RECORD SET:
=== Section Start ===

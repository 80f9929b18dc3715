//! Layered provider: the first layer holding a key wins.

use super::ConfigResult;
use super::provider::ConfigProvider;

#[derive(Default)]
pub struct CompositeConfigProvider {
    layers: Vec<Box<dyn ConfigProvider>>,
}

impl CompositeConfigProvider {
    pub fn new() -> Self {
        Self::default()
    }

    /// Appends a layer below the existing ones.
    pub fn add_provider(&mut self, provider: Box<dyn ConfigProvider>) {
        self.layers.push(provider);
    }

    pub fn provider(mut self, provider: Box<dyn ConfigProvider>) -> Self {
        self.add_provider(provider);
        self
    }

    pub fn provider_names(&self) -> Vec<&str> {
        self.layers.iter().map(|p| p.name()).collect()
    }
}

#[async_trait::async_trait]
impl ConfigProvider for CompositeConfigProvider {
    fn name(&self) -> &str {
        "composite"
    }

    async fn get_raw(&self, key: &str) -> ConfigResult<Option<String>> {
        for layer in &self.layers {
            if let Some(value) = layer.get_raw(key).await? {
                return Ok(Some(value));
            }
        }
        Ok(None)
    }

    /// Writes go to the first layer that accepts them; read-only layers
    /// such as the environment are skipped.
    async fn set_raw(&self, key: &str, value: &str) -> ConfigResult<()> {
        let mut last_err = None;
        for layer in &self.layers {
            match layer.set_raw(key, value).await {
                Ok(()) => return Ok(()),
                Err(e) => last_err = Some(e),
            }
        }
        last_err.map_or(Ok(()), Err)
    }

    async fn delete(&self, key: &str) -> ConfigResult<bool> {
        let mut deleted = false;
        for layer in &self.layers {
            // read-only layers cannot hold deletable keys
            if let Ok(true) = layer.delete(key).await {
                deleted = true;
            }
        }
        Ok(deleted)
    }

    async fn list_keys(&self, prefix: &str) -> ConfigResult<Vec<String>> {
        let mut keys = std::collections::BTreeSet::new();
        for layer in &self.layers {
            keys.extend(layer.list_keys(prefix).await?);
        }
        Ok(keys.into_iter().collect())
    }
}

impl std::fmt::Debug for CompositeConfigProvider {
    fn fmt(&self, f: &mut std::fmt::Formatter<'_>) -> std::fmt::Result {
        f.debug_struct("CompositeConfigProvider")
            .field("layers", &self.provider_names())
            .finish()
    }
}

#[cfg(test)]
mod tests {
    use super::*;
    use crate::config::{EnvConfigProvider, MemoryConfigProvider};

    #[tokio::test]
    async fn test_first_layer_wins() {
        let high = MemoryConfigProvider::with_entries([("default_route", "/dashboard")]);
        let low = MemoryConfigProvider::with_entries([
            ("default_route", "/home"),
            ("entry_document", "index.html"),
        ]);

        let composite = CompositeConfigProvider::new()
            .provider(Box::new(high))
            .provider(Box::new(low));

        assert_eq!(
            composite.get_raw("default_route").await.unwrap().as_deref(),
            Some("/dashboard")
        );
        assert_eq!(
            composite.get_raw("entry_document").await.unwrap().as_deref(),
            Some("index.html")
        );
        assert_eq!(composite.get_raw("missing").await.unwrap(), None);
    }

    #[tokio::test]
    async fn test_writes_skip_read_only_layers() {
        let memory = MemoryConfigProvider::new();
        let composite = CompositeConfigProvider::new()
            .provider(Box::new(EnvConfigProvider::prefixed("MODHOST_COMPOSITE_TEST_")))
            .provider(Box::new(memory.clone()));

        composite.set_raw("key", "value").await.unwrap();
        assert_eq!(memory.get_raw("key").await.unwrap().as_deref(), Some("value"));
        assert!(composite.delete("key").await.unwrap());
    }
}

=== Section End ===

Everything from the line containing "pub fn add_provider(&mut" through the line containing "async fn test_first_layer_wins()" in the material above should be retyped exactly, both ends included, and nothing more.

COMPLETED TASK:
    pub fn add_provider(&mut self, provider: Box<dyn ConfigProvider>) {
        self.layers.push(provider);
    }

    pub fn provider(mut self, provider: Box<dyn ConfigProvider>) -> Self {
        self.add_provider(provider);
        self
    }

    pub fn provider_names(&self) -> Vec<&str> {
        self.layers.iter().map(|p| p.name()).collect()
    }
}

#[async_trait::async_trait]
impl ConfigProvider for CompositeConfigProvider {
    fn name(&self) -> &str {
        "composite"
    }

    async fn get_raw(&self, key: &str) -> ConfigResult<Option<String>> {
        for layer in &self.layers {
            if let Some(value) = layer.get_raw(key).await? {
                return Ok(Some(value));
            }
        }
        Ok(None)
    }

    /// Writes go to the first layer that accepts them; read-only layers
    /// such as the environment are skipped.
    async fn set_raw(&self, key: &str, value: &str) -> ConfigResult<()> {
        let mut last_err = None;
        for layer in &self.layers {
            match layer.set_raw(key, value).await {
                Ok(()) => return Ok(()),
                Err(e) => last_err = Some(e),
            }
        }
        last_err.map_or(Ok(()), Err)
    }

    async fn delete(&self, key: &str) -> ConfigResult<bool> {
        let mut deleted = false;
        for layer in &self.layers {
            // read-only layers cannot hold deletable keys
            if let Ok(true) = layer.delete(key).await {
                deleted = true;
            }
        }
        Ok(deleted)
    }

    async fn list_keys(&self, prefix: &str) -> ConfigResult<Vec<String>> {
        let mut keys = std::collections::BTreeSet::new();
        for layer in &self.layers {
            keys.extend(layer.list_keys(prefix).await?);
        }
        Ok(keys.into_iter().collect())
    }
}

impl std::fmt::Debug for CompositeConfigProvider {
    fn fmt(&self, f: &mut std::fmt::Formatter<'_>) -> std::fmt::Result {
        f.debug_struct("CompositeConfigProvider")
            .field("layers", &self.provider_names())
            .finish()
    }
}

#[cfg(test)]
mod tests {
    use super::*;
    use crate::config::{EnvConfigProvider, MemoryConfigProvider};

    #[tokio::test]
    async fn test_first_layer_wins() {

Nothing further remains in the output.